Он явно считал, что раскусил меня. Он заглянул за кулисы, и никакое количество воркования и снеков не могли стереть то, что он увидел, – это было так же неизгладимо, как и первое столкновение с родительским сексом. И все же меня удивляло, насколько это открытие истинного лица его матери – ее порочности, ее жестокости – словно радовало его. Если он и узнал мой секрет, то этот секрет интересовал его гораздо больше, чем «три плюс два» наших скучных арифметических упражнений до «инцидента», и он искоса следил за своей матерью с совершенно новым чувством – я бы не назвала это прямо-таки уважением – с интересом. Да.

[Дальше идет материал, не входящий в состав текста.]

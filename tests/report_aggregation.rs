use granary::core::{db, store::Store};
use granary::plugins::{catalog, ledger, registry, reports};
use rust_decimal_macros::dec;
use tempfile::TempDir;

fn test_store() -> (TempDir, Store) {
    let tmp = TempDir::new().expect("tempdir");
    let root = tmp.path().join(".granary").join("data");
    std::fs::create_dir_all(&root).expect("create store root");
    db::initialize_farm_db(&root).expect("init farm db");
    (tmp, Store::new(root))
}

#[test]
fn summary_counts_and_net_profit_identity() {
    let (_tmp, store) = test_store();

    let item = catalog::add_item(&store, "Seed-A", catalog::ItemKind::Seed, 100, dec!(2.00))
        .expect("add item");
    ledger::record_purchase(&store, &item.id, 50, dec!(1.50)).expect("buy");
    ledger::record_sale(&store, &item.id, 120, dec!(3.00), "BuyerX").expect("sell");

    let alice = registry::add_farmer(&store, "Alice", "555-0100", "North Rd").expect("farmer");
    let task = registry::add_task(&store, "Repair fence", &alice.id).expect("task");
    registry::set_task_status(&store, &task.id, registry::TaskStatus::Completed)
        .expect("complete");
    registry::add_task(&store, "Till field", &alice.id).expect("pending task");

    registry::add_asset(
        &store,
        "Tractor",
        "machinery",
        dec!(25000),
        chrono::NaiveDate::from_ymd_opt(2024, 5, 1).expect("date"),
    )
    .expect("asset");

    let s = reports::summary(&store).expect("summary");

    assert_eq!(s.farmers.total, 1);
    assert_eq!(s.tasks.total, 2);
    assert_eq!(s.tasks.completed, 1);
    assert_eq!(s.tasks.pending, 1);
    assert_eq!(s.tasks.in_progress, 0);

    // 30 units left at 2.00.
    assert_eq!(s.items.total, 1);
    assert_eq!(s.items.inventory_value, dec!(60.00));

    assert_eq!(s.assets.total, 1);
    assert_eq!(s.assets.total_value, dec!(25000.00));

    assert_eq!(s.transactions.purchases, 1);
    assert_eq!(s.transactions.sales, 1);
    assert_eq!(s.transactions.total_purchase_amount, dec!(75.00));
    assert_eq!(s.transactions.total_sales_amount, dec!(360.00));
    assert_eq!(
        s.transactions.net_profit,
        s.transactions.total_sales_amount - s.transactions.total_purchase_amount,
        "net profit is exactly sales minus purchases"
    );
    assert_eq!(s.transactions.net_profit, dec!(285.00));
}

#[test]
fn summary_on_empty_store_is_all_zero() {
    let (_tmp, store) = test_store();
    let s = reports::summary(&store).expect("summary");
    assert_eq!(s.farmers.total, 0);
    assert_eq!(s.tasks.total, 0);
    assert_eq!(s.items.inventory_value, dec!(0.00));
    assert_eq!(s.assets.total_value, dec!(0.00));
    assert_eq!(s.transactions.net_profit, dec!(0.00));
}

#[test]
fn farmer_performance_rates_including_zero_tasks() {
    let (_tmp, store) = test_store();

    let alice = registry::add_farmer(&store, "Alice", "", "").expect("alice");
    let bob = registry::add_farmer(&store, "Bob", "", "").expect("bob");

    for i in 0..3 {
        let t = registry::add_task(&store, &format!("task {i}"), &alice.id).expect("task");
        if i < 2 {
            registry::set_task_status(&store, &t.id, registry::TaskStatus::Completed)
                .expect("complete");
        }
    }

    let rows = reports::farmer_performance(&store).expect("performance");
    assert_eq!(rows.len(), 2);

    let alice_row = rows
        .iter()
        .find(|r| r.farmer_id == alice.id)
        .expect("alice row");
    assert_eq!(alice_row.total_tasks, 3);
    assert_eq!(alice_row.completed_tasks, 2);
    assert_eq!(alice_row.pending_tasks, 1);
    assert_eq!(alice_row.completion_rate, 66.7, "rounded to one decimal");

    let bob_row = rows.iter().find(|r| r.farmer_id == bob.id).expect("bob row");
    assert_eq!(bob_row.total_tasks, 0);
    assert_eq!(bob_row.completion_rate, 0.0, "no tasks yields 0.0, not NaN");
}

#[test]
fn item_report_tracks_ledger_activity_per_item() {
    let (_tmp, store) = test_store();

    let seed = catalog::add_item(&store, "Seed-A", catalog::ItemKind::Seed, 100, dec!(2.00))
        .expect("seed");
    let idle = catalog::add_item(&store, "Shovel", catalog::ItemKind::Equipment, 4, dec!(15.00))
        .expect("idle item");

    ledger::record_purchase(&store, &seed.id, 50, dec!(1.50)).expect("buy");
    ledger::record_sale(&store, &seed.id, 120, dec!(3.00), "BuyerX").expect("sell");

    let rows = reports::item_report(&store).expect("item report");
    assert_eq!(rows.len(), 2);

    let seed_row = rows.iter().find(|r| r.item_id == seed.id).expect("seed row");
    assert_eq!(seed_row.quantity, 30);
    assert_eq!(seed_row.inventory_value, dec!(60.00));
    assert_eq!(seed_row.total_bought, 50);
    assert_eq!(seed_row.total_sold, 120);
    assert_eq!(seed_row.buy_entries, 1);
    assert_eq!(seed_row.sell_entries, 1);

    let idle_row = rows.iter().find(|r| r.item_id == idle.id).expect("idle row");
    assert_eq!(idle_row.total_bought, 0);
    assert_eq!(idle_row.total_sold, 0);
    assert_eq!(idle_row.inventory_value, dec!(60.00), "4 x 15.00");
}

#[test]
fn transaction_summary_per_kind_with_profit() {
    let (_tmp, store) = test_store();

    let item = catalog::add_item(&store, "Seed-A", catalog::ItemKind::Seed, 100, dec!(2.00))
        .expect("item");
    ledger::record_purchase(&store, &item.id, 50, dec!(1.50)).expect("buy 50");
    ledger::record_purchase(&store, &item.id, 10, dec!(1.20)).expect("buy 10");
    ledger::record_sale(&store, &item.id, 120, dec!(3.00), "BuyerX").expect("sell 120");

    let t = reports::transaction_summary(&store).expect("summary");
    assert_eq!(t.buy.count, 2);
    assert_eq!(t.buy.total_quantity, 60);
    assert_eq!(t.buy.total_amount, dec!(87.00), "75.00 + 12.00");
    assert_eq!(t.sell.count, 1);
    assert_eq!(t.sell.total_quantity, 120);
    assert_eq!(t.sell.total_amount, dec!(360.00));
    assert_eq!(t.profit, dec!(273.00));
}

#[test]
fn voided_entries_drop_out_of_reports() {
    let (_tmp, store) = test_store();

    let item = catalog::add_item(&store, "Seed-A", catalog::ItemKind::Seed, 100, dec!(2.00))
        .expect("item");
    let sale = ledger::record_sale(&store, &item.id, 20, dec!(3.00), "BuyerX").expect("sell");
    ledger::void_entry(&store, &sale.id).expect("void");

    let t = reports::transaction_summary(&store).expect("summary");
    assert_eq!(t.sell.count, 0);
    assert_eq!(t.profit, dec!(0.00));

    let s = reports::summary(&store).expect("farm summary");
    assert_eq!(s.items.inventory_value, dec!(200.00), "stock restored to 100");
}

Что же касается нас с тобой, то еще до того лета я привыкла скрывать от тебя разные вещи, но по большей части это были мыслепреступления [169]: ужасающая пустота, которую я испытала, когда Кевин родился, мое отвращение к нашему дому. Все мы до некоторой степени оберегаем друг друга от какофонии ужасов в наших головах, но все же даже эти неуловимые недосказанности очень меня печалили. Но одно дело – помалкивать о том ужасе, который охватывал меня всякий раз, когда пора было забирать нашего сына из детского сада, и совсем другое – не сказать тебе: ах, да, кстати – я сломала ему руку. Какими бы отвратительными ни были мои мысли, они не занимали места в моем теле, в то время как хранение трехмерного секрета ощущалось так, словно я проглотила пушечное ядро.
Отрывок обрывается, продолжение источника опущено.